To repeat myself, no provision in the Act has taken away the jurisdiction of the ordinary Civil Courts in the matter of pending proceedings. Merely because the Legislature omitted to include pending proceedings for restitution of conjugal rights in S. 29(3), it is not safe to infer that those proceedings have become sterile. Section 29(3) seems to have been incorporated in the 'Act' as a matter of abundant caution. Even without that provision the ordinary Civil Courts would have continued to have jurisdiction to try and dispose of pending proceedings which it instituted after the Act came into force, should have to be in accordance with S. 19.

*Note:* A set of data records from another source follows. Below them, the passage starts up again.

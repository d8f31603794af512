//! The two crafting passes at the singing bowl.

use crate::error::ActionError;
use crate::gateway::EntityQuery;
use crate::ledger::{ArmorSlot, CraftKey, CraftingPhase, Resource, Tier, WeaponKind};
use crate::variant::Variant;

use super::inventory::{equip, teleport_home};
use super::{ActionContext, LeafAction, Outcome};

pub const CRAFTING_STATION: &str = "Singing Bowl";
const POTION: &str = "Egniol potion (4)";

/// One item made at the crafting station. Items with a key are skipped once
/// the ledger has them flagged.
#[derive(Clone, Debug, PartialEq, Eq)]
pub struct Recipe {
    pub item: String,
    pub key: Option<CraftKey>,
    /// Items that must be held before the craft is attempted. While one is
    /// missing the recipe is skipped rather than failed.
    pub materials: Vec<Resource>,
}

impl Recipe {
    fn flagged(key: CraftKey, variant: Variant) -> Self {
        Self {
            item: key.item_name(variant.armor()),
            key: Some(key),
            materials: Vec::new(),
        }
    }

    fn consumable(item: &str) -> Self {
        Self {
            item: item.to_string(),
            key: None,
            materials: Vec::new(),
        }
    }

    fn requiring(mut self, materials: &[Resource]) -> Self {
        self.materials = materials.to_vec();
        self
    }
}

/// Fixed ordered sequence of one crafting phase: weapons, armor,
/// consumables, then what to equip and what to throw away.
#[derive(Clone, Debug, PartialEq, Eq)]
pub struct CraftingPlan {
    pub crafts: Vec<Recipe>,
    /// Item name and the interaction that equips it.
    pub equip: Vec<(String, &'static str)>,
    pub discard: Vec<String>,
}

pub fn recipes_for(phase: CraftingPhase, variant: Variant) -> CraftingPlan {
    let material = variant.armor();
    let weapon = |kind, tier| CraftKey::weapon(kind, tier).item_name(material);
    let armor = |slot| CraftKey::armor(slot, material);
    let slots = [ArmorSlot::Helm, ArmorSlot::Body, ArmorSlot::Legs];

    match phase {
        CraftingPhase::Phase1 => {
            let armor_materials = [variant.ore(), Resource::PhrenBark, Resource::LinumTirinium];
            let mut crafts = vec![
                Recipe::flagged(CraftKey::weapon(WeaponKind::Staff, Tier::Basic), variant),
                Recipe::flagged(CraftKey::weapon(WeaponKind::Bow, Tier::Basic), variant),
                Recipe::flagged(CraftKey::weapon(WeaponKind::Staff, Tier::Attuned), variant),
                Recipe::flagged(CraftKey::weapon(WeaponKind::Bow, Tier::Attuned), variant),
            ];
            crafts.extend(
                slots
                    .iter()
                    .map(|slot| Recipe::flagged(armor(*slot), variant).requiring(&armor_materials)),
            );
            crafts.push(Recipe::consumable("Vial"));
            crafts.push(Recipe::consumable(POTION));

            let mut equip = vec![(weapon(WeaponKind::Staff, Tier::Attuned), "Wield")];
            equip.extend(slots.iter().map(|slot| (armor(*slot).item_name(material), "Wear")));

            CraftingPlan {
                crafts,
                equip,
                discard: vec![format!("{} sceptre", material.material())],
            }
        }
        CraftingPhase::Phase2 => {
            let mut crafts = vec![
                Recipe::flagged(CraftKey::weapon(WeaponKind::Staff, Tier::Perfected), variant),
                Recipe::flagged(CraftKey::weapon(WeaponKind::Bow, Tier::Perfected), variant),
            ];
            crafts.extend(slots.iter().map(|slot| Recipe::flagged(armor(*slot), variant)));
            crafts.push(Recipe::consumable(POTION));

            let mut equip = vec![(weapon(WeaponKind::Staff, Tier::Perfected), "Wield")];
            equip.extend(slots.iter().map(|slot| (armor(*slot).item_name(material), "Wear")));

            CraftingPlan {
                crafts,
                equip,
                discard: vec![
                    weapon(WeaponKind::Staff, Tier::Attuned),
                    weapon(WeaponKind::Bow, Tier::Attuned),
                    "Vial".to_string(),
                ],
            }
        }
    }
}

#[derive(Debug, Default)]
pub struct CraftingAction {
    phase: CraftingPhase,
}

impl CraftingAction {
    pub fn new(phase: CraftingPhase) -> Self {
        Self { phase }
    }

    pub fn phase(&self) -> CraftingPhase {
        self.phase
    }

    fn open_station(&self, cx: &mut ActionContext<'_>) -> Result<(), String> {
        let query = EntityQuery::object(CRAFTING_STATION);
        let station = match cx.env.find_entity(&query) {
            Some(station) => station,
            None => {
                teleport_home(cx);
                cx.env
                    .find_entity(&query)
                    .ok_or_else(|| "Singing Bowl not found.".to_string())?
            }
        };
        if !cx.env.interact(&station, "Sing-crystal") {
            return Err("Failed to interact with the Singing Bowl.".to_string());
        }
        cx.env.delay(cx.config.timings.interaction);
        Ok(())
    }

    fn craft(&self, cx: &mut ActionContext<'_>, recipe: &Recipe) -> Result<(), String> {
        if recipe.key.is_some_and(|key| cx.ledger.is_crafted(key)) {
            tracing::debug!("{} already crafted", recipe.item);
            return Ok(());
        }
        let missing = recipe
            .materials
            .iter()
            .find(|material| !cx.env.inventory_contains(material.display_name()));
        if let Some(material) = missing {
            tracing::debug!("skipping {}, no {} held", recipe.item, material.display_name());
            return Ok(());
        }
        cx.report(format!("Crafting {}...", recipe.item));
        if !cx.env.choose_menu_option(&recipe.item) {
            return Err(format!("Failed to craft {}", recipe.item));
        }
        let item = recipe.item.as_str();
        let made = cx
            .env
            .wait_until(&mut |env| env.inventory_contains(item), cx.config.timings.craft);
        if !made {
            return Err(format!("{} never appeared", recipe.item));
        }
        if let Some(key) = recipe.key {
            cx.ledger.mark_crafted(key);
        }
        Ok(())
    }
}

impl LeafAction for CraftingAction {
    fn execute(&mut self, cx: &mut ActionContext<'_>) -> Result<Outcome, ActionError> {
        let label = match self.phase {
            CraftingPhase::Phase1 => 1,
            CraftingPhase::Phase2 => 2,
        };
        cx.report(format!("Crafting items - Phase {}...", label));

        if let Err(reason) = self.open_station(cx) {
            return Ok(cx.soft_failure(reason));
        }

        let plan = recipes_for(self.phase, cx.run.variant);
        for recipe in &plan.crafts {
            if let Err(reason) = self.craft(cx, recipe) {
                return Ok(cx.soft_failure(reason));
            }
        }

        for (item, action) in &plan.equip {
            if !equip(cx, item, action) {
                tracing::debug!("{} not in inventory to {}", item, action);
            }
        }

        for item in &plan.discard {
            let Some(held) = cx.env.find_entity(&EntityQuery::inventory(item.as_str())) else {
                continue;
            };
            if !cx.env.interact(&held, "Drop") {
                tracing::warn!("failed to drop {}", item);
            }
        }

        cx.ledger.advance_phase();
        cx.report(format!("Phase {} crafting complete", label));
        Ok(Outcome::Completed)
    }
}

In other words S. 29(3) is not a power conferring provision. It merely purports to be a saving clause. Unless it is shown that the jurisdiction of the Ordinary Civil Courts would have lapsed on the 'Act' coming into force, S. 29(3) cannot be said to serve any useful purpose. It would be a wrong process of reasoning to assume an affirmative from a negative--to assume that the Legislature removed the jurisdiction of the ordinary Civil Courts to try certain pending proceedings because it purported to save some out of those proceedings. See Gardner v. A. Lucas, (1878) 3 AC 582. In that case Hatherley observed :

'I think Mr. Benjamin pointed out one clause which said that it should not have any effect upon any matter anterior to the passing of the Act. I can only say, in the language of conveyancing, it was ex majore cautela that that should be put in. I do not think that we could found any inference upon that but we should rather be led to expect the same phraseology employed in the particular clause in question where such meaning is sought to be conveyed.'

Though it violates one of the accepted canons of construction to assume that the Legislature by over sight omitted to include pending proceedings for restitution of conjugal rights in S. 29(3) I can find no other rational explanation for that omission. In Balwant Singh v. Sardarni Balwant Kaur, AIR 1957 Pepsu 1, the Pepsu High Court held that the ordinary Civil Court's jurisdiction to try pending cases for restitution of conjugal rights was not ousted by the Act. With respect I agree with that conclusion.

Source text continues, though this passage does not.